# Problem
Copy every line below where the string "keyword" is found.
━━ Listed entries ━━
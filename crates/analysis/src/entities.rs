use std::collections::HashSet;
use std::sync::LazyLock;

use regex::Regex;

use callscore_record::{ExtractedEntities, TranscriptSegment};

static ORDINAL_RE: LazyLock<Regex> =
    LazyLock::new(|| Regex::new(r"(?i)\b(\d+)(st|nd|rd|th)\b").unwrap());

static AMOUNT_RE: LazyLock<Regex> =
    LazyLock::new(|| Regex::new(r"(?i)(?:₹|rs\.?|rupees)?\s*([0-9][0-9.,]{1,10}|[0-9]{3,10})").unwrap());

static NUMERIC_DATE_RE: LazyLock<Regex> =
    LazyLock::new(|| Regex::new(r"\b([0-3]?\d)[/\-]([0-1]?\d)[/\-](\d{2,4})\b").unwrap());

static NEARBY_DATE_RE: LazyLock<Regex> = LazyLock::new(|| {
    Regex::new(r"\b[0-3]?\d\s*[/\-]\s*[0-1]?\d\s*[/\-]\s*\d{2,4}\b").unwrap()
});

static NEARBY_MONTH_RE: LazyLock<Regex> =
    LazyLock::new(|| Regex::new(r"(?i)(jan|feb|mar|apr|may|jun|jul|aug|sep|oct|nov|dec)").unwrap());

static DAY_MONTH_RE: LazyLock<Regex> = LazyLock::new(|| {
    Regex::new(
        r"(?i)\b([0-3]?\d)(?:st|nd|rd|th)?\s+(january|february|march|april|may|june|july|august|september|october|november|december|jan|feb|mar|apr|jun|jul|aug|sep|oct|nov|dec)\b",
    )
    .unwrap()
});

static RELATIVE_DAY_RE: LazyLock<Regex> = LazyLock::new(|| {
    Regex::new(r"(?i)\b(next|this)\s+(monday|tuesday|wednesday|thursday|friday|saturday|sunday|week|month)\b")
        .unwrap()
});

static DAY_WORD_RE: LazyLock<Regex> =
    LazyLock::new(|| Regex::new(r"(?i)\b(tomorrow|today|yesterday)\b").unwrap());

static WEEKDAY_RE: LazyLock<Regex> = LazyLock::new(|| {
    Regex::new(r"(?i)\b(monday|tuesday|wednesday|thursday|friday|saturday|sunday)\b").unwrap()
});

static BARE_NUMBER_RE: LazyLock<Regex> = LazyLock::new(|| Regex::new(r"^\d{2,4}$").unwrap());

const PAYMENT_MODES: &[(&str, &str)] = &[
    ("upi", "UPI"),
    ("bank transfer", "Bank Transfer"),
    ("bank", "Bank Transfer"),
    ("cheque", "Cheque"),
    ("cash", "Cash"),
    ("neft", "NEFT"),
    ("rtgs", "RTGS"),
    ("net banking", "Net Banking"),
    ("wallet", "Wallet"),
    ("card", "Card"),
];

/// Pulls monetary amounts, date mentions, and payment modes out of the
/// joined transcript text. Everything is regex/lexicon driven and
/// deterministic; surface strings are kept, not parsed into values.
pub fn extract_entities(segments: &[TranscriptSegment]) -> ExtractedEntities {
    let text = segments
        .iter()
        .map(|s| s.text.as_str())
        .collect::<Vec<_>>()
        .join(" ");

    ExtractedEntities {
        amounts: extract_amounts(&text),
        dates: extract_dates(&text),
        payment_modes: extract_payment_modes(&text),
    }
}

/// Candidate numbers with currency-ish context, filtered against years,
/// day-of-month values, and numbers sitting inside date expressions.
pub(crate) fn extract_amounts(text: &str) -> Vec<String> {
    let normalized = text.replace(',', "").replace('\u{200e}', " ");
    let normalized = ORDINAL_RE.replace_all(&normalized, "$1");

    let mut amounts: Vec<String> = Vec::new();
    for caps in AMOUNT_RE.captures_iter(&normalized) {
        let Some(matched) = caps.get(1) else { continue };
        let digits: String = matched
            .as_str()
            .chars()
            .filter(|c| c.is_ascii_digit())
            .collect();
        let Ok(value) = digits.parse::<u64>() else {
            continue;
        };

        if (1900..=2099).contains(&value) {
            continue;
        }

        let start = floor_char_boundary(&normalized, matched.start().saturating_sub(10));
        let end = floor_char_boundary(&normalized, (matched.end() + 10).min(normalized.len()));
        let nearby = &normalized[start..end];
        if NEARBY_DATE_RE.is_match(nearby) || NEARBY_MONTH_RE.is_match(nearby) {
            continue;
        }

        // Values this small are day-of-month numbers or counts, not money.
        if value < 100 {
            continue;
        }

        let rendered = value.to_string();
        if !amounts.contains(&rendered) {
            amounts.push(rendered);
        }
    }
    amounts
}

pub(crate) fn extract_dates(text: &str) -> Vec<String> {
    let mut found: Vec<String> = Vec::new();

    for matched in NUMERIC_DATE_RE.find_iter(text) {
        found.push(matched.as_str().to_string());
    }
    for caps in DAY_MONTH_RE.captures_iter(text) {
        found.push(format!("{} {}", &caps[1], &caps[2]));
    }
    for matched in RELATIVE_DAY_RE.find_iter(text) {
        found.push(matched.as_str().to_string());
    }
    for matched in DAY_WORD_RE.find_iter(text) {
        found.push(matched.as_str().to_string());
    }
    for caps in WEEKDAY_RE.captures_iter(text) {
        found.push(caps[1].to_string());
    }

    // Dedupe case-insensitively, preserving first-mention order.
    let mut seen: HashSet<String> = HashSet::new();
    let mut dates: Vec<String> = Vec::new();
    for date in found {
        let normalized = date.split_whitespace().collect::<Vec<_>>().join(" ");
        if seen.insert(normalized.to_lowercase()) {
            dates.push(normalized);
        }
    }

    // Prefer concrete mentions (digits or month names) over weekday words,
    // and drop anything that is just a bare number.
    let concrete: Vec<String> = dates
        .iter()
        .filter(|d| d.chars().any(|c| c.is_ascii_digit()) || NEARBY_MONTH_RE.is_match(d))
        .cloned()
        .collect();
    let mut dates = if concrete.is_empty() { dates } else { concrete };
    dates.retain(|d| !BARE_NUMBER_RE.is_match(d));
    dates
}

pub(crate) fn extract_payment_modes(text: &str) -> Vec<String> {
    let lower = text.to_lowercase();
    let mut modes: Vec<String> = Vec::new();
    for (keyword, canonical) in PAYMENT_MODES {
        if lower.contains(keyword) && !modes.iter().any(|m| m == canonical) {
            modes.push((*canonical).to_string());
        }
    }
    modes.sort();
    modes
}

fn floor_char_boundary(s: &str, mut index: usize) -> usize {
    if index > s.len() {
        return s.len();
    }
    while !s.is_char_boundary(index) {
        index -= 1;
    }
    index
}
━━━
# Solution to this exercise
    for (keyword, canonical) in PAYMENT_MODES {
        if lower.contains(keyword) && !modes.iter().any(|m| m == canonical) {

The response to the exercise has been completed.